Stored items
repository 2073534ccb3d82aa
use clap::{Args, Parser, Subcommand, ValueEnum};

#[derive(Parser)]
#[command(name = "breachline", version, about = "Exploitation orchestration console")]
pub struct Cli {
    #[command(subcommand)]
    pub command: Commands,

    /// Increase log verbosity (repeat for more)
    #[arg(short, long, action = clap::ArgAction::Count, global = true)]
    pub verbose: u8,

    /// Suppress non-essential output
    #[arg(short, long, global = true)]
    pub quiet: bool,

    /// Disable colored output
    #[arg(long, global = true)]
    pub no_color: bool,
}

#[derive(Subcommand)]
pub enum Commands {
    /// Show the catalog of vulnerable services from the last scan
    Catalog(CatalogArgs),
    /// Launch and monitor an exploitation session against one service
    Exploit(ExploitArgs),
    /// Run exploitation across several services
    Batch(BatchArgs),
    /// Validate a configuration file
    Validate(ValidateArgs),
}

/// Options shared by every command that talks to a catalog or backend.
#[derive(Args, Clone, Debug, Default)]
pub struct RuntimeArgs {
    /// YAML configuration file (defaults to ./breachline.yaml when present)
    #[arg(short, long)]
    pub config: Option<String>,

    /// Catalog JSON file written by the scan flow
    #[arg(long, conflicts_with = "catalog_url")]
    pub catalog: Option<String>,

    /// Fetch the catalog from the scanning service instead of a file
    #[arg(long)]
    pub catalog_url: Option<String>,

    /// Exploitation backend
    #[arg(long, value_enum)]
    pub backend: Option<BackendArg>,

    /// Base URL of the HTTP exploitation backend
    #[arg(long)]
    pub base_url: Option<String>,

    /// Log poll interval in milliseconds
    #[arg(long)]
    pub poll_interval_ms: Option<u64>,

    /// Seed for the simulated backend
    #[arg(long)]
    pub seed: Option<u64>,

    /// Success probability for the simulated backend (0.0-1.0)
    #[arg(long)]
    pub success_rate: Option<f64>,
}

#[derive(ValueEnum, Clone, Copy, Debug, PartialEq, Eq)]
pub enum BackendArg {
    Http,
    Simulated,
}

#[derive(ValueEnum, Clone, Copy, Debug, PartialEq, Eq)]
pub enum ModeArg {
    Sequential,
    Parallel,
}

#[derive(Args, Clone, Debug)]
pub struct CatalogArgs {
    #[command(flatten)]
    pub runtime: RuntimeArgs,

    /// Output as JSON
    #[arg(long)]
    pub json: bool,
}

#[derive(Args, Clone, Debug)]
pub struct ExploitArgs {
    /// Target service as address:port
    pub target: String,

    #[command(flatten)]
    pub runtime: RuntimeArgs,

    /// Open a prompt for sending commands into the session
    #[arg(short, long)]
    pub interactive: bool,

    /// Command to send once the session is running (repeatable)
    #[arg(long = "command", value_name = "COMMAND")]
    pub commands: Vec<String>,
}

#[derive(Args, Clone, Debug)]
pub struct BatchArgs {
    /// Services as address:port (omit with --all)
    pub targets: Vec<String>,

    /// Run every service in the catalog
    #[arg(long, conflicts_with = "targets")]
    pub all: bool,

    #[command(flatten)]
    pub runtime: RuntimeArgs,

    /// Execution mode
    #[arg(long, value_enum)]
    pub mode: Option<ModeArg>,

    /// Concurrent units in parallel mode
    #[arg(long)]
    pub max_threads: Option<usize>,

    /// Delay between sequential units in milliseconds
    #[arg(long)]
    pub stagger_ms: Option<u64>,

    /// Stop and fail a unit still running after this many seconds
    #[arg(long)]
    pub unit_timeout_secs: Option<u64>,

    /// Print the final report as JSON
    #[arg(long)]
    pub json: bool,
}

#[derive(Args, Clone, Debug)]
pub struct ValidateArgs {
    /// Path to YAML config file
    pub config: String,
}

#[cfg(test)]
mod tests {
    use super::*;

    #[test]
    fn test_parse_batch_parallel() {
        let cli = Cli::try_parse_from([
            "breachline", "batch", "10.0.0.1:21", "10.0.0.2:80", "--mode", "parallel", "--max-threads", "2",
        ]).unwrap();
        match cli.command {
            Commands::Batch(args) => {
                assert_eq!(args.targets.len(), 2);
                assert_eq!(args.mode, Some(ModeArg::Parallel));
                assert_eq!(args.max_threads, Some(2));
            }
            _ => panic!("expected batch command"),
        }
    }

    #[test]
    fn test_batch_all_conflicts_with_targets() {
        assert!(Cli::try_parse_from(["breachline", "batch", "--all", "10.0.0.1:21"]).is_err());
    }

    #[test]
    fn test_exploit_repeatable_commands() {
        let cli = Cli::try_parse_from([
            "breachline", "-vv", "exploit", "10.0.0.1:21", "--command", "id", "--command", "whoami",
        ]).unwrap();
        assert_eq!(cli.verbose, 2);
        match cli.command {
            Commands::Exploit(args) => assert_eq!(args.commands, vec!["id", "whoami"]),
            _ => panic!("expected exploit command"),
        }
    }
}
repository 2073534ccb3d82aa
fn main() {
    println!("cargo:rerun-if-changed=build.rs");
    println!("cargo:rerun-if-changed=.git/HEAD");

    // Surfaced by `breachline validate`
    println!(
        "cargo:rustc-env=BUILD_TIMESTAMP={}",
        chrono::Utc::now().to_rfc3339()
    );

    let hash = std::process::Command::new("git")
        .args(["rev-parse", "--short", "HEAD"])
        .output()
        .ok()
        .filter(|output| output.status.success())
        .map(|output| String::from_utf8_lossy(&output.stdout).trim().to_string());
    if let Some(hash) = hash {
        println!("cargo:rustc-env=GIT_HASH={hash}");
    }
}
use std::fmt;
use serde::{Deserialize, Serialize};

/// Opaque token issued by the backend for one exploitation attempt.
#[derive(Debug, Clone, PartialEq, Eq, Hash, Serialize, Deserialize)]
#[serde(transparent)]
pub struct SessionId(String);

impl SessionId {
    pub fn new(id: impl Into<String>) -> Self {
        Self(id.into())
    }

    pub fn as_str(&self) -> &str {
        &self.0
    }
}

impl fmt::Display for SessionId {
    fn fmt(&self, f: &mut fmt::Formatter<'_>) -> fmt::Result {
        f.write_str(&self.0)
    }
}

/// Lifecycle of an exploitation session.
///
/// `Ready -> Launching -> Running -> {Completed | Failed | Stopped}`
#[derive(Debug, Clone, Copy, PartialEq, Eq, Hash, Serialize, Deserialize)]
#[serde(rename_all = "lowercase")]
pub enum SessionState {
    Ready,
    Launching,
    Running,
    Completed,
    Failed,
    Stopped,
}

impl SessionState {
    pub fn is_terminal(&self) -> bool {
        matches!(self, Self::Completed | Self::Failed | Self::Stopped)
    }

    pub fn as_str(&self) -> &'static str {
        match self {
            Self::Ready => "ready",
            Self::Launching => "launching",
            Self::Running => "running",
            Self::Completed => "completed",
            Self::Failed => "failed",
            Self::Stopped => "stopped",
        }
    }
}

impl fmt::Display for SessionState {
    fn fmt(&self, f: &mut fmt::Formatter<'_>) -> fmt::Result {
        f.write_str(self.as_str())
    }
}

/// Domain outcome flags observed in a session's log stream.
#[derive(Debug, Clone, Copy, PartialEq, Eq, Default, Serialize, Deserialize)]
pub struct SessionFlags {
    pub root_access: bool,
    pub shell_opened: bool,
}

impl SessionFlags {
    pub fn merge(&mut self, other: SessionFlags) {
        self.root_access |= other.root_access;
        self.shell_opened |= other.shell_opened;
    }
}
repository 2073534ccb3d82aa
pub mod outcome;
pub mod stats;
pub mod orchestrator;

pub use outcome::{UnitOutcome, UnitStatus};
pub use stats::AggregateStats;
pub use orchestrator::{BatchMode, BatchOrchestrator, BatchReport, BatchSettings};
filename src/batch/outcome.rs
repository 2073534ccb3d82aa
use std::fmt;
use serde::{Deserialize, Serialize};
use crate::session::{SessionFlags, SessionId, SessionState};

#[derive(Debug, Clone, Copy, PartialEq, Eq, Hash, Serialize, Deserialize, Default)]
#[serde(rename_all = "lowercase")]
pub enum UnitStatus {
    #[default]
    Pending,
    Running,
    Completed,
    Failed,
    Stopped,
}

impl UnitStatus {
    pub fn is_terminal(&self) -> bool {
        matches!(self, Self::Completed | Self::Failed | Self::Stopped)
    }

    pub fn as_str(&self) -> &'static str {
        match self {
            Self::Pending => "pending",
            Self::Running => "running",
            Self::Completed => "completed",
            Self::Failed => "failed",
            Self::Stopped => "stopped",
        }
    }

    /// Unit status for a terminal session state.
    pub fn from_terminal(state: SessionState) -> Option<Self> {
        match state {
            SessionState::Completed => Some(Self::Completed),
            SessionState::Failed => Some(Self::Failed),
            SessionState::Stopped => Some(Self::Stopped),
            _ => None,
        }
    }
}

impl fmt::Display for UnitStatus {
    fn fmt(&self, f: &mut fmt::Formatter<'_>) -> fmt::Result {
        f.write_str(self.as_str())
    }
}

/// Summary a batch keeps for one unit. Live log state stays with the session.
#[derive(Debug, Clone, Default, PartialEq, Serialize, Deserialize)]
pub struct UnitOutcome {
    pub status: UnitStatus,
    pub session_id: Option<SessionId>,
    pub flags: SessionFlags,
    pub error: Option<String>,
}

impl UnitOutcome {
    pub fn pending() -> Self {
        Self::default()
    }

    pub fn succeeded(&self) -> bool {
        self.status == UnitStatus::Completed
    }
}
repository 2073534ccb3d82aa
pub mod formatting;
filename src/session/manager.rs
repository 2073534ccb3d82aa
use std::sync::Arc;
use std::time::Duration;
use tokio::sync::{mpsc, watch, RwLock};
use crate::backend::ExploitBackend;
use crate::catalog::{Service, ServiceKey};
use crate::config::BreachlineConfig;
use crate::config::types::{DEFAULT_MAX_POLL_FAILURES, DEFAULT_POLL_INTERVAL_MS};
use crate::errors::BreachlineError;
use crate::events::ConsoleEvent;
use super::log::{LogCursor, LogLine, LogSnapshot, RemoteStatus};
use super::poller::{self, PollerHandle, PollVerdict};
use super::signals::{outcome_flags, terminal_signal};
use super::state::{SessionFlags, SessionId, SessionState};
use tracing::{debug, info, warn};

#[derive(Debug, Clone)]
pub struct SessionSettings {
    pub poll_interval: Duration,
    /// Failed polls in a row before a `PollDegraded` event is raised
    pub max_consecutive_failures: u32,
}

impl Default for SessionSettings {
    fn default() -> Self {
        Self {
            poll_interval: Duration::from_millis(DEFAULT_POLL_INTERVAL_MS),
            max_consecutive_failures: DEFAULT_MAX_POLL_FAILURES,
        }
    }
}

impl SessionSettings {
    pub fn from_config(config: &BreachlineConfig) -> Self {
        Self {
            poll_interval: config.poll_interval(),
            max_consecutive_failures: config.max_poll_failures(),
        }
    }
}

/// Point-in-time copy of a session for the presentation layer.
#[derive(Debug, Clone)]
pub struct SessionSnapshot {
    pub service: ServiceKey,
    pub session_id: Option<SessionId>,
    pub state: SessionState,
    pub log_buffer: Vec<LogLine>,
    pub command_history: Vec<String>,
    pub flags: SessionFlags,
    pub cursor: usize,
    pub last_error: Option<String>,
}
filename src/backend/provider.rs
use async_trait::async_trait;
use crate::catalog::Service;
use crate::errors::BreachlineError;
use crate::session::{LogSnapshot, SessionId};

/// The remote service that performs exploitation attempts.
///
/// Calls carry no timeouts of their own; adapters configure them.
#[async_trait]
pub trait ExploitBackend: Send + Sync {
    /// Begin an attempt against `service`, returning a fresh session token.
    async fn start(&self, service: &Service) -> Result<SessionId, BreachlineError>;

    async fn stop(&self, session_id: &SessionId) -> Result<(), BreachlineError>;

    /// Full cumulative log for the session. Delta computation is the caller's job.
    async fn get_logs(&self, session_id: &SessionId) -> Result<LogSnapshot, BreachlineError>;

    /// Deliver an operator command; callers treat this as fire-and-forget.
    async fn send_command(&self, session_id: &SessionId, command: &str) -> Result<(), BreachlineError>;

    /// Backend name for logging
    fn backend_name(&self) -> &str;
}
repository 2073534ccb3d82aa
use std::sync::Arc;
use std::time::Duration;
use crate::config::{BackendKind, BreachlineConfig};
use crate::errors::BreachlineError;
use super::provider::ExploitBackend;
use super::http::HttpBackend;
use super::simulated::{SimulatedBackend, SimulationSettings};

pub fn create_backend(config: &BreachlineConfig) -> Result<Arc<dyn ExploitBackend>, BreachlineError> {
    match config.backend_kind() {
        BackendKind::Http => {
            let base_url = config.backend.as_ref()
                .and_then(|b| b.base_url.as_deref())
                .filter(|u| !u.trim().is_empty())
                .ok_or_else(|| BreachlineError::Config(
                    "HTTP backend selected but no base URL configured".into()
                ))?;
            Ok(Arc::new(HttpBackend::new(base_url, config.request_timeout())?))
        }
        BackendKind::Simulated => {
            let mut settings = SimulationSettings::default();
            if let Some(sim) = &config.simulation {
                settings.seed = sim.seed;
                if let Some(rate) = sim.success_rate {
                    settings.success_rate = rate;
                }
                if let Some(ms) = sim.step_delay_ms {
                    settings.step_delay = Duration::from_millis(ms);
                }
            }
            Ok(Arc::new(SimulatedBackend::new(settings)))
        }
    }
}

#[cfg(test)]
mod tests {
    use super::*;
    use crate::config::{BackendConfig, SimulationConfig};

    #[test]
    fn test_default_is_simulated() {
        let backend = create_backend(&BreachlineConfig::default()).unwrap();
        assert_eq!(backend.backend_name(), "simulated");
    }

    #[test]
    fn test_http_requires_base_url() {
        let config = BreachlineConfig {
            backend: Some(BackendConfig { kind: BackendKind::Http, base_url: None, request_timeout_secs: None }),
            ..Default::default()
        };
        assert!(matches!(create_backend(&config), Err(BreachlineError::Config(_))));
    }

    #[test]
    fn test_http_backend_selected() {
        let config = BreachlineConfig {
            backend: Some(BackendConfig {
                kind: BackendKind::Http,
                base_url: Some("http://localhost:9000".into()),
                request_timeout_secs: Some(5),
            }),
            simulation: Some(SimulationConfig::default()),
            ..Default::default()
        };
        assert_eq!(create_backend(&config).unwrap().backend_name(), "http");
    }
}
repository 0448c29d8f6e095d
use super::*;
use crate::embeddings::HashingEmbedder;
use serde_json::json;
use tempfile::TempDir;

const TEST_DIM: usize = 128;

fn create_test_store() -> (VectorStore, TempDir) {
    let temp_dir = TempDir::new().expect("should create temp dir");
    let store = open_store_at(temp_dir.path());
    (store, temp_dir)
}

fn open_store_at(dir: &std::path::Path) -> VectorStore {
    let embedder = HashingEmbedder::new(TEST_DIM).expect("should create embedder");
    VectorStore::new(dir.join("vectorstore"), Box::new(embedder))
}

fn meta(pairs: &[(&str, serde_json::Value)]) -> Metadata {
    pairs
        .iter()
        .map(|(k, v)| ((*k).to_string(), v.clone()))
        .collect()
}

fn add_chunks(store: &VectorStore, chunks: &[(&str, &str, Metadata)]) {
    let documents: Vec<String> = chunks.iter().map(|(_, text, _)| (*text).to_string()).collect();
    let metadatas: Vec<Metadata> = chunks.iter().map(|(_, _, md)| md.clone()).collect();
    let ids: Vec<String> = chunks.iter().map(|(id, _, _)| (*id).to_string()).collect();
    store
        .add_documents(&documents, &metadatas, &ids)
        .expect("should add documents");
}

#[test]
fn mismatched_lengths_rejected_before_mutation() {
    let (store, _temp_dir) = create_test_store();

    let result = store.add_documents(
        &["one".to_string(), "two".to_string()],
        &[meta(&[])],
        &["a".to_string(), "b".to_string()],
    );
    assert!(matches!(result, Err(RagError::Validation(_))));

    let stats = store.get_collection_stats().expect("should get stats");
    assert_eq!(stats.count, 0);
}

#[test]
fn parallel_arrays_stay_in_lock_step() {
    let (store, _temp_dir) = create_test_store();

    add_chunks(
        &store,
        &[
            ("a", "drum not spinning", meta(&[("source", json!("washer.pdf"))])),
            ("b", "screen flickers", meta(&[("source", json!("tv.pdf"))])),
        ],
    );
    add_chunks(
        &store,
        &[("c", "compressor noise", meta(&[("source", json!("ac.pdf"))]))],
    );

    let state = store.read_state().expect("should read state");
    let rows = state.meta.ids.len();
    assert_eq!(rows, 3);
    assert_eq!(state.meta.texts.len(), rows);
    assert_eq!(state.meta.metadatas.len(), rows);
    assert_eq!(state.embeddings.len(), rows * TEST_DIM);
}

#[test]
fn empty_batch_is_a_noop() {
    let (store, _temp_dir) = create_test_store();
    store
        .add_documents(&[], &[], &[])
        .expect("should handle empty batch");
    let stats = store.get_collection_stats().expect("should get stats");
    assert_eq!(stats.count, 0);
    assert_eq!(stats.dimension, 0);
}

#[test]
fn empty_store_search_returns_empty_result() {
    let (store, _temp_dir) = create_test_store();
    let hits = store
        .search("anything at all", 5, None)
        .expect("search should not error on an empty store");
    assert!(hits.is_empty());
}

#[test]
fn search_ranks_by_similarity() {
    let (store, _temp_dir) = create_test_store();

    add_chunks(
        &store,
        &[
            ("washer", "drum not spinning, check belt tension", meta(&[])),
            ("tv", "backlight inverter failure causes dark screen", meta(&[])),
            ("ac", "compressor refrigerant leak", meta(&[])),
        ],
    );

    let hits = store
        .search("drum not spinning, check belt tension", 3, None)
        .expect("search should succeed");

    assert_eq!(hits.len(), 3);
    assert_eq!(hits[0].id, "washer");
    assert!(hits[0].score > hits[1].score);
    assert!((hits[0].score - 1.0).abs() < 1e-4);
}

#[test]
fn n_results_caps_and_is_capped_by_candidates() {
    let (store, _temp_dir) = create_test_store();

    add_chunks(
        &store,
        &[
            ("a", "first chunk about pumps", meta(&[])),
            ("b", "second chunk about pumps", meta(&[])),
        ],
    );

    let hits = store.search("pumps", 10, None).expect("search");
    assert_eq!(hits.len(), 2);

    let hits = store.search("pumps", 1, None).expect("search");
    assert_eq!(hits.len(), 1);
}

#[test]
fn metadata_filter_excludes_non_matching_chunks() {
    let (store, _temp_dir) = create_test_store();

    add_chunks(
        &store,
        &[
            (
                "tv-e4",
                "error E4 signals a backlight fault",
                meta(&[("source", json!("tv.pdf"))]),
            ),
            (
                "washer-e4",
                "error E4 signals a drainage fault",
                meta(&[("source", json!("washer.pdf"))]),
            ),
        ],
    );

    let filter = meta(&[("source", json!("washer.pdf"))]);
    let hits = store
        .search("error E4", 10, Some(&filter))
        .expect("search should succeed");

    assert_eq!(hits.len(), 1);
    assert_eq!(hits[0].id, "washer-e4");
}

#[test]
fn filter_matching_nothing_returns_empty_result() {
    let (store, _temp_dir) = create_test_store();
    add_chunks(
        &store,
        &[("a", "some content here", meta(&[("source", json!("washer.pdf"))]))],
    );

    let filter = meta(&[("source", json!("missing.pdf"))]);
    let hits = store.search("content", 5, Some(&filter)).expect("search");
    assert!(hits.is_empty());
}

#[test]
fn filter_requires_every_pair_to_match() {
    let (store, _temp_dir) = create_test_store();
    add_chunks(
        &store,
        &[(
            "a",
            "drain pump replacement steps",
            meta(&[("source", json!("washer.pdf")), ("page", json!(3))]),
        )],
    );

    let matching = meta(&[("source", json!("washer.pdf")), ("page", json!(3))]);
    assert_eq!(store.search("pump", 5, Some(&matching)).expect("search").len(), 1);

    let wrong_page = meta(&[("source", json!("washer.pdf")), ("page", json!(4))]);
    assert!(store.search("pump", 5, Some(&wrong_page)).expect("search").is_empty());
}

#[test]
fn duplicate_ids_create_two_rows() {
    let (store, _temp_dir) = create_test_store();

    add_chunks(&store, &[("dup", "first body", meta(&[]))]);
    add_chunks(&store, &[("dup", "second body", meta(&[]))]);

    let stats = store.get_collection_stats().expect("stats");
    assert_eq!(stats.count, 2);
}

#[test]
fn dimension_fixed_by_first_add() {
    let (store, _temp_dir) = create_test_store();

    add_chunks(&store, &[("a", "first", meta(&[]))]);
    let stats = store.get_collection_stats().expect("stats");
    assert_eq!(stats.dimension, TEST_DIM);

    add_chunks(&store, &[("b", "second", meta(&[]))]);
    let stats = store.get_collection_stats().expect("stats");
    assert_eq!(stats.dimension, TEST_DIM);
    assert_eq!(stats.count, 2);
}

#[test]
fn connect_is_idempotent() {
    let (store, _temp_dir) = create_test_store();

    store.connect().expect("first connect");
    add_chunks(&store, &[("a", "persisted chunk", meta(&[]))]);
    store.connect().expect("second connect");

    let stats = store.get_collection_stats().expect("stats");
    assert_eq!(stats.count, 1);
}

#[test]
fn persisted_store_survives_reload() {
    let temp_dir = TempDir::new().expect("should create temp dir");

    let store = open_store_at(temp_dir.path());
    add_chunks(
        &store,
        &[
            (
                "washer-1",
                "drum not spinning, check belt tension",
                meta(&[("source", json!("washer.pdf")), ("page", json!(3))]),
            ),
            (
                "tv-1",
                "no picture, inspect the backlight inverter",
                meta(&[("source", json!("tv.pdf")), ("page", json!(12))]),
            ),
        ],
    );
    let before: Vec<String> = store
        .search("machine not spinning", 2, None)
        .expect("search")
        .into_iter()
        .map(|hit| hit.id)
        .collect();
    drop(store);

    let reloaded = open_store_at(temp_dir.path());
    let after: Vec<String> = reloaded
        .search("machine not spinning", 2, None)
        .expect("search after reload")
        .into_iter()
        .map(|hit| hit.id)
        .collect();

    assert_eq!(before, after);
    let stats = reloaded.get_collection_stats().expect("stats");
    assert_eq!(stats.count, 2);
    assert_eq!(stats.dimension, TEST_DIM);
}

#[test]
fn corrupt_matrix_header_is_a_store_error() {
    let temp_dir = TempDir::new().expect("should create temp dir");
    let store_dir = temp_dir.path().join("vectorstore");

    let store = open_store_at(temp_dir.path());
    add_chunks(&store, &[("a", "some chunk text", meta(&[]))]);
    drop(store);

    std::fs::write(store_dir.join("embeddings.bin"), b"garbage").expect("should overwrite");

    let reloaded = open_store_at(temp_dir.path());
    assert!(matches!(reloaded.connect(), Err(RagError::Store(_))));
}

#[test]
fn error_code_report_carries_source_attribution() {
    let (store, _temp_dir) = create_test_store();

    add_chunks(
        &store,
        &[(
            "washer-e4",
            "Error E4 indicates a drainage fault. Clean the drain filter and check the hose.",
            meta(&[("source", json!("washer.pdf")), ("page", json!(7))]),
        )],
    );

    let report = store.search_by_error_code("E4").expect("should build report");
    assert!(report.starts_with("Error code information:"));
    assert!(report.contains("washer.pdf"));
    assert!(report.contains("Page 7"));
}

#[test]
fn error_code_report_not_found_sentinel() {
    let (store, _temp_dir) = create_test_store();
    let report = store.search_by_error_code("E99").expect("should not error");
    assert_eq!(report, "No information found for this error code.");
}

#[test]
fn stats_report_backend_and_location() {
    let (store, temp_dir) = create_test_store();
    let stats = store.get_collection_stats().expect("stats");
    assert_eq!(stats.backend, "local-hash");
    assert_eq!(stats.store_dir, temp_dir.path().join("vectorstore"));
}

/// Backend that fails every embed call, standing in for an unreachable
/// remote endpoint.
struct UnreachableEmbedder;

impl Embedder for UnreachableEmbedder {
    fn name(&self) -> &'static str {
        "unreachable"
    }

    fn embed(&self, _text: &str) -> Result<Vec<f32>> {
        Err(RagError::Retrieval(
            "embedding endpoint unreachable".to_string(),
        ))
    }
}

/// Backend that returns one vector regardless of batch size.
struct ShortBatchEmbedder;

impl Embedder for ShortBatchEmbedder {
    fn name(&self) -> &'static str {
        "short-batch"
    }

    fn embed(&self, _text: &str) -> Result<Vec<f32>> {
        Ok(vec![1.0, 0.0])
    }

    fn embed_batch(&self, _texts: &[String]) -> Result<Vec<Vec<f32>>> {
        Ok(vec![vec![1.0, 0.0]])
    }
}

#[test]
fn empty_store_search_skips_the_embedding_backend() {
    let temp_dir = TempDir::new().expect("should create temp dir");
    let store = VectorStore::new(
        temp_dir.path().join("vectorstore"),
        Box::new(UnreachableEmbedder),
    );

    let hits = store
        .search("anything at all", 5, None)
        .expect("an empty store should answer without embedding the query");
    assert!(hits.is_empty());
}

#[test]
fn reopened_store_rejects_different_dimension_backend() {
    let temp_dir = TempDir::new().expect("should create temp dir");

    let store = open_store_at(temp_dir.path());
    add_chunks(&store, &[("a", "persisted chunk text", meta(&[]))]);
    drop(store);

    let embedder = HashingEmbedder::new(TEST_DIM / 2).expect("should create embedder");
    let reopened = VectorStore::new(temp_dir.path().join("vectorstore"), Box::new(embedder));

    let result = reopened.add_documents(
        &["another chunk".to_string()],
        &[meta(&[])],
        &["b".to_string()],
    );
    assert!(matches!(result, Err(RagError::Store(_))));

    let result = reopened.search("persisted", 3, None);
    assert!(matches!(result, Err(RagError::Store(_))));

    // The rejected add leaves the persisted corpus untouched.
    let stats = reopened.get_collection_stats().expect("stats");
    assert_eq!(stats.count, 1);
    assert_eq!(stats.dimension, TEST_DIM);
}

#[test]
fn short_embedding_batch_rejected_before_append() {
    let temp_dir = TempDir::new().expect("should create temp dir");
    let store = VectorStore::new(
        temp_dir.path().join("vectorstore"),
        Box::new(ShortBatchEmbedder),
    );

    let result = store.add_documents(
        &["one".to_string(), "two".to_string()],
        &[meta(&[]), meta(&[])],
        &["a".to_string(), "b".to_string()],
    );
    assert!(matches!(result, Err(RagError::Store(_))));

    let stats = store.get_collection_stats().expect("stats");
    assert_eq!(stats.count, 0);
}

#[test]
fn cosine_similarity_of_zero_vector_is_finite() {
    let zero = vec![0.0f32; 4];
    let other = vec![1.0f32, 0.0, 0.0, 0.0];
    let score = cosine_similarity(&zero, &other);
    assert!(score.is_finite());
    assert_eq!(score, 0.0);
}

Task item — Show all lines above containing "drainage".

Reply to the task —
                "error E4 signals a drainage fault",
            "Error E4 indicates a drainage fault. Clean the drain filter and check the hose.",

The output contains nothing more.